Tanto o Japão como a China têm procurado manter a estabilidade numa relação cada vez mais tensa, com ambos os países a comprometerem-se a promover uma “relação mutuamente benéfica baseada em interesses estratégicos comuns”.
Pequim exigiu repetidamente que Takaichi retirasse as suas declarações, um pedido que a primeira-ministra recusou — embora esta tenha suavizado o discurso esta semana, alegando que não pretendia contradizer as posições de governos anteriores, que deliberadamente deixaram vagas as respostas de Tóquio a uma eventual ação chinesa sobre Taiwan.

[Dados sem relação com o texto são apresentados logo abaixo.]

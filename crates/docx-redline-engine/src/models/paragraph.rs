use crate::models::node::InlineNode;
use crate::models::run::Run;

/// One block of text: an ordered container of runs and other inline markup.
///
/// Paragraphs are owned by the document tree and mutated in place; the engine
/// never adds or removes paragraphs, only their node contents change. A
/// paragraph parsed from a source part remembers its original raw XML and
/// serializes byte-identically until the first mutation.
#[derive(Debug, Clone, PartialEq, Eq)]
pub struct Paragraph {
    /// Open tag including attributes, e.g. `<w:p w:rsidR="00A1">`.
    open_tag: String,
    nodes: Vec<InlineNode>,
    /// Raw XML of the whole element as read from the source part.
    source: Option<String>,
    dirty: bool,
}

impl Paragraph {
    /// Paragraph parsed from a source part, keeping the original markup for
    /// clean round-trips.
    pub fn from_source(
        open_tag: impl Into<String>,
        nodes: Vec<InlineNode>,
        source: impl Into<String>,
    ) -> Self {
        Self {
            open_tag: open_tag.into(),
            nodes,
            source: Some(source.into()),
            dirty: false,
        }
    }

    /// Freshly built paragraph with a bare open tag.
    pub fn from_nodes(nodes: Vec<InlineNode>) -> Self {
        Self {
            open_tag: "<w:p>".to_string(),
            nodes,
            source: None,
            dirty: true,
        }
    }

    pub fn nodes(&self) -> &[InlineNode] {
        &self.nodes
    }

    pub fn open_tag(&self) -> &str {
        &self.open_tag
    }

    /// Original markup, available only while the paragraph is untouched.
    pub fn source_xml(&self) -> Option<&str> {
        if self.dirty {
            None
        } else {
            self.source.as_deref()
        }
    }

    pub fn is_dirty(&self) -> bool {
        self.dirty
    }

    pub fn run_at(&self, index: usize) -> Option<&Run> {
        self.nodes.get(index).and_then(InlineNode::as_run)
    }

    pub fn insert_node(&mut self, index: usize, node: InlineNode) {
        self.nodes.insert(index, node);
        self.dirty = true;
    }

    pub fn push_node(&mut self, node: InlineNode) {
        self.nodes.push(node);
        self.dirty = true;
    }

    /// Remove the nodes at `removed` (ascending indices) and insert
    /// `replacement` at the position vacated by the first removed node.
    ///
    /// Indices between removed ones are kept, so markup interleaved with the
    /// affected runs survives after the inserted sequence.
    pub fn replace_nodes(&mut self, removed: &[usize], replacement: Vec<InlineNode>) {
        let Some(&first) = removed.first() else {
            return;
        };

        let old = std::mem::take(&mut self.nodes);
        let mut rebuilt = Vec::with_capacity(old.len() + replacement.len());
        let mut replacement = Some(replacement);

        for (index, node) in old.into_iter().enumerate() {
            if index == first {
                if let Some(seq) = replacement.take() {
                    rebuilt.extend(seq);
                }
            }
            if !removed.contains(&index) {
                rebuilt.push(node);
            }
        }
        // Out-of-range first index: append rather than drop the replacement.
        if let Some(seq) = replacement.take() {
            rebuilt.extend(seq);
        }

        self.nodes = rebuilt;
        self.dirty = true;
    }
}

#[cfg(test)]
mod tests {
    use super::*;
    use pretty_assertions::assert_eq;

    fn run(text: &str) -> InlineNode {
        InlineNode::Run(Run::with_text(None, text))
    }

    fn texts(para: &Paragraph) -> Vec<String> {
        para.nodes()
            .iter()
            .map(|n| match n {
                InlineNode::Run(r) => r.text(),
                InlineNode::Passthrough(raw) => raw.clone(),
                other => format!("{other:?}"),
            })
            .collect()
    }

    #[test]
    fn replace_nodes_inserts_at_first_removed_index() {
        let mut para = Paragraph::from_nodes(vec![run("a"), run("b"), run("c")]);
        para.replace_nodes(&[1], vec![run("X"), run("Y")]);
        assert_eq!(texts(&para), vec!["a", "X", "Y", "c"]);
    }

    #[test]
    fn replace_nodes_keeps_interleaved_markup() {
        let mut para = Paragraph::from_nodes(vec![
            run("a"),
            InlineNode::Passthrough("<w:proofErr/>".to_string()),
            run("b"),
        ]);
        // Both runs removed; the proofing mark in between survives after the
        // inserted sequence.
        para.replace_nodes(&[0, 2], vec![run("X")]);
        assert_eq!(texts(&para), vec!["X", "<w:proofErr/>"]);
    }

    #[test]
    fn mutation_marks_paragraph_dirty() {
        let mut para = Paragraph::from_source("<w:p>", vec![run("a")], "<w:p><w:r/></w:p>");
        assert!(para.source_xml().is_some());
        para.push_node(run("b"));
        assert!(para.is_dirty());
        assert!(para.source_xml().is_none());
    }
}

Ainda assim, tal não foi suficiente para apaziguar a China, que considera Taiwan “o núcleo dos seus interesses fundamentais” e tem prometido trazer a ilha democrática de 23 milhões de habitantes sob o seu controlo, recorrendo à força se necessário.
Também na sexta-feira, o Ministério da Defesa da China advertiu o Japão contra qualquer possível intervenção militar no caso de Taiwan.
“Se o lado japonês não souber tirar lições da história e ousar correr riscos, ou mesmo recorrer à força para interferir na questão de Taiwan, apenas sofrerá uma derrota esmagadora perante o Exército Popular de Libertação, de vontade de aço, e pagará um preço elevado”, declarou o porta-voz Jiang Bin.
O Diário do Povo, jornal oficial do Partido Comunista Chinês, afirmou num editorial publicado sexta-feira que as declarações de Takaichi representaram a primeira vez em 80 anos que um líder japonês “lançou uma ameaça militar contra a China”.
Na quinta-feira, Lin Jian, porta-voz do Ministério dos Negócios Estrangeiros da China, alertou que qualquer tentativa do Japão de intervenção armada no Estreito de Taiwan “seria um ato de agressão e receberia certamente uma resposta firme da China”.
Recentemente, as forças armadas chinesas intensificaram os treinos e exercícios militares perto da ilha, deixando Tóquio apreensiva e levando altos responsáveis do governo e do partido no poder a afirmar que uma emergência em Taiwan representaria também uma emergência para o Japão.
Estes receios são amplamente apontados como fator determinante por detrás do reforço das capacidades de defesa nipónicas.
Segundo especialistas, embora a declaração inédita de Takaichi sobre Taiwan possa não indicar uma mudança clara de política em relação a Taipé, as suas palavras, sejam ou não a posição oficial de Tóquio, devem ser vistas como parte de uma evolução gradual e mais ampla da relação do Japão com Taiwan e do crescente receio face às intenções da China sobre a ilha democrática.